- DIY
- A
Extreme optimization of Raspberry Pi boot speed
Some time ago, the SolarCamPi project was created - a solar-powered autonomous camera with Wi-Fi.
In this project, the Raspberry Pi Zero 2 W boots into Linux, takes a picture, connects to Wi‑Fi, and then shuts down (to save energy). The cycle repeats every few minutes to constantly send up-to-date images to the cloud service.
Every second of Pi Zero's operation consumes valuable electricity — a resource that is constantly in short supply for solar-powered devices (at least in winter in Western Europe). The user software (connecting to the server, uploading images, etc.) has already been optimized to the maximum. The electronics were also specially designed for minimal power consumption in sleep mode.

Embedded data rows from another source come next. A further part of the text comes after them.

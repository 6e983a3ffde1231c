//! Value-based transition testing helpers.
//!
//! These helpers make it easy to write declarative tests for individual transitions and sequences
//! of events.

use std::fmt::Debug;

use crate::state_machine::{SMOutput, StateMachine};

/// Describes a valid state transition for value-based testing.
#[derive(Debug)]
pub(crate) struct Transition<S, E, D, Sig> {
    /// The initial state before the transition
    pub(crate) from_state: S,
    /// The event that triggers the transition
    pub(crate) event: E,
    /// The expected state after the transition
    pub(crate) expected_state: S,
    /// The expected duties emitted during the transition
    pub(crate) expected_duties: Vec<D>,
    /// The expected signals emitted during the transition
    pub(crate) expected_signals: Vec<Sig>,
}

/// Test a single state transition with concrete values.
///
/// This helper function:
/// 1. Creates a state machine in the initial state
/// 2. Processes the event
/// 3. Asserts the transition succeeded
/// 4. Verifies the final state matches expectations
/// 5. Verifies duties and signals match expectations
pub(crate) fn test_transition<SM, S, E, D, Sig, Err, CreateFn, GetStateFn>(
    create_sm: CreateFn,
    get_state: GetStateFn,
    config: &SM::Config,
    transition: Transition<S, E, D, Sig>,
) where
    SM: StateMachine<Event = E, Duty = D, OutgoingSignal = Sig, Error = Err>,
    S: PartialEq + Debug,
    D: PartialEq + Debug,
    Sig: PartialEq + Debug,
    Err: Debug,
    CreateFn: Fn(S) -> SM,
    GetStateFn: Fn(&SM) -> &S,
{
    let mut sm = create_sm(transition.from_state);

    let result = sm.process_event(config, transition.event);

    assert!(
        result.is_ok(),
        "Expected successful transition, got error: {:?}",
        result.unwrap_err()
    );

    let output = result.unwrap();

    assert_eq!(
        get_state(&sm),
        &transition.expected_state,
        "State mismatch after transition"
    );

    assert_eq!(output.duties, transition.expected_duties, "Duties mismatch");

    assert_eq!(
        output.signals, transition.expected_signals,
        "Signals mismatch"
    );
}

/// Describes an invalid state-event pair that should produce an error.
#[derive(Debug)]
pub(crate) struct InvalidTransition<S, E, Err> {
    /// The initial state
    pub(crate) from_state: S,
    /// The event that should be rejected
    pub(crate) event: E,
    /// A function to verify the error type
    pub(crate) expected_error: fn(&Err) -> bool,
}

/// Test that an invalid transition produces the expected error and leaves the state untouched.
pub(crate) fn test_invalid_transition<SM, S, E, D, Sig, Err, CreateFn, GetStateFn>(
    create_sm: CreateFn,
    get_state: GetStateFn,
    config: &SM::Config,
    invalid: InvalidTransition<S, E, Err>,
) where
    SM: StateMachine<Event = E, Duty = D, OutgoingSignal = Sig, Error = Err>,
    S: Clone + PartialEq + Debug,
    D: Debug,
    Sig: Debug,
    Err: Debug,
    CreateFn: Fn(S) -> SM,
    GetStateFn: Fn(&SM) -> &S,
{
    let initial_state = invalid.from_state.clone();
    let mut sm = create_sm(invalid.from_state);

    let result = sm.process_event(config, invalid.event);

    assert!(result.is_err(), "Expected error, but transition succeeded");

    let err = result.unwrap_err();

    assert!(
        (invalid.expected_error)(&err),
        "Error type mismatch. Got: {:?}, Expected: {:?}",
        err,
        invalid.expected_error
    );

    assert_eq!(
        get_state(&sm),
        &initial_state,
        "State changed despite error"
    );
}

/// Event sequence tester for multi-move scenarios.
///
/// Allows you to run a sequence of concrete events through a state machine and collect all
/// outputs for verification.
#[derive(Debug)]
pub(crate) struct EventSequence<SM, S, GetStateFn>
where
    SM: StateMachine,
    GetStateFn: Fn(&SM) -> &S,
{
    sm: SM,
    get_state: GetStateFn,
    outputs: Vec<SMOutput<SM::Duty, SM::OutgoingSignal>>,
    errors: Vec<(usize, SM::Error)>, // Store index instead of event to avoid Clone requirement
}

impl<SM, S, GetStateFn> EventSequence<SM, S, GetStateFn>
where
    SM: StateMachine,
    GetStateFn: Fn(&SM) -> &S,
{
    /// Creates a new event sequence tester.
    pub(crate) const fn new(sm: SM, get_state: GetStateFn) -> Self {
        Self {
            sm,
            get_state,
            outputs: Vec::new(),
            errors: Vec::new(),
        }
    }

    /// Process an event and record the result.
    pub(crate) fn process(&mut self, config: &SM::Config, event: SM::Event) -> &mut Self {
        let event_idx = self.outputs.len() + self.errors.len();
        match self.sm.process_event(config, event) {
            Ok(output) => self.outputs.push(output),
            Err(e) => self.errors.push((event_idx, e)),
        }
        self
    }

    /// Get reference to the current state.
    pub(crate) fn state(&self) -> &S {
        (self.get_state)(&self.sm)
    }

    /// Assert that all events succeeded (no errors).
    pub(crate) fn assert_no_errors(&self) -> &Self
    where
        SM::Error: Debug,
    {
        assert!(
            self.errors.is_empty(),
            "Expected no errors, but got {} errors: {:?}",
            self.errors.len(),
            self.errors
        );
        self
    }

    /// Get all duties emitted during the sequence.
    pub(crate) fn all_duties(&self) -> Vec<&SM::Duty> {
        self.outputs.iter().flat_map(|o| &o.duties).collect()
    }

    /// Get all signals emitted during the sequence.
    pub(crate) fn all_signals(&self) -> Vec<&SM::OutgoingSignal> {
        self.outputs.iter().flat_map(|o| &o.signals).collect()
    }

    /// Get all the errors during processing, with the index of the event that caused them.
    pub(crate) fn all_errors(&self) -> Vec<(usize, &SM::Error)> {
        self.errors.iter().map(|(idx, e)| (*idx, e)).collect()
    }

    /// Assert that specific duties were emitted (in any order).
    pub(crate) fn assert_duties_contain(&self, expected: &[SM::Duty]) -> &Self
    where
        SM::Duty: PartialEq + Debug,
    {
        let all_duties = self.all_duties();
        for duty in expected {
            assert!(
                all_duties.contains(&duty),
                "Expected duty {:?} not found. All duties: {:?}",
                duty,
                all_duties
            );
        }
        self
    }
}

There are two possible ways to further reduce overall power consumption:
Reduce power/current consumption.
Reduce operating time.
However, in some situations, it is necessary to find a balance between these two methods. For example, turning off the CPU boost to reduce power consumption may increase operating time, which negates the impact on power consumption.
Equipment Preparation
A short cycle of making and checking changes is critical when optimizing the boot processes of embedded systems. Replacing SD cards, working with card readers, and power sources during operation is distracting and annoying.
To facilitate this process, there are several useful tools:
Nordic Power Profiler Kit II
USB‑SD‑Mux Fast
USB‑UART Converter
Power Profiler Kit
Power Profiler Kit II (PPK) can power the Device Under Test (DUT) and accurately measure its power consumption. You can turn the DUT on and off, monitor power consumption at any time, and see the status of 8 digital inputs. We will connect one of the digital inputs to a GPIO pin on the Raspberry Pi.
Thus, the first action of our application (i.e., the finish line) will be to toggle the GPIO pin. We will then only need to measure the time between power-on and GPIO toggle.
USB-SD-Mux
USB‑SD‑Mux is a very useful tool for hardware developers. It is an adapter between a microSD card and the Device Under Test (DUT) with a USB‑C interface. The computer can "take" the microSD card from the DUT, rewrite its contents, and then reconnect the card back to the DUT without touching the device.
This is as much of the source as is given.